You can board the boat at either Central Pier or Tsim Sha Tsui Pier. We chose Central because that is the first stop. You will get first choice of where to sit and be able to spend longer on board.
As you board, the crew will ask for your ticket and then point you towards the bar where you can collect your free drink. It was the morning and too early for Rum, so we both went for a beer. Some might say that we’re not real pirates.
Then we headed straight for the deck, found two nice loungers, and dropped off our bags and drinks. If you want to look at Hong Hong island, sit on the left like us. But it doesn’t matter too much as you can always walk around if there is something interesting on the other side.
Make sure you take some time to admire the boat. It is beautifully crafted. And find a good spot to shout “Kraken” later on!

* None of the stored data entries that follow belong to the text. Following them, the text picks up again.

//! Log output for the command-line frontend.

use tracing_subscriber::EnvFilter;

/// Initialize tracing based on CLI verbosity level.
///
/// Mapping:
/// - 0 (none) -> warn
/// - 1 (-v)   -> info
/// - 2 (-vv)  -> debug
/// - 3+ (-vvv)-> trace
///
/// `RUST_LOG` env var overrides the CLI flag if set.
pub fn init_logging(verbosity: u8) {
    let level = match verbosity {
        0 => "warn",
        1 => "info",
        2 => "debug",
        _ => "trace",
    };

    let filter = EnvFilter::try_from_default_env()
        .unwrap_or_else(|_| EnvFilter::new(format!("stochastic_core={level},stochastic={level}")));

    tracing_subscriber::fmt()
        .with_env_filter(filter)
        .with_writer(std::io::stderr)
        .init();
}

As the starts going around Hong Kong Island, it passes Sheung Wan where you will see big red or blue ferries taking passengers to Macau.
Shortly after that you will see another pier, and if you look closely you will see lots of people taking photos. That’s known as “Instagram Pier”.
It’s surprising how far around the island the tall buildings go, but suddenly the buildings will disappear and you will just be staring at nature. On right, you’ll pass by Lamma Island, as well as a number of smaller islands.
On Hong Kong Island, you can see some of the rides at Ocean Park hanging over the edge and hear the people screaming. There are a few very quiet beaches, as well as Repulse Bay.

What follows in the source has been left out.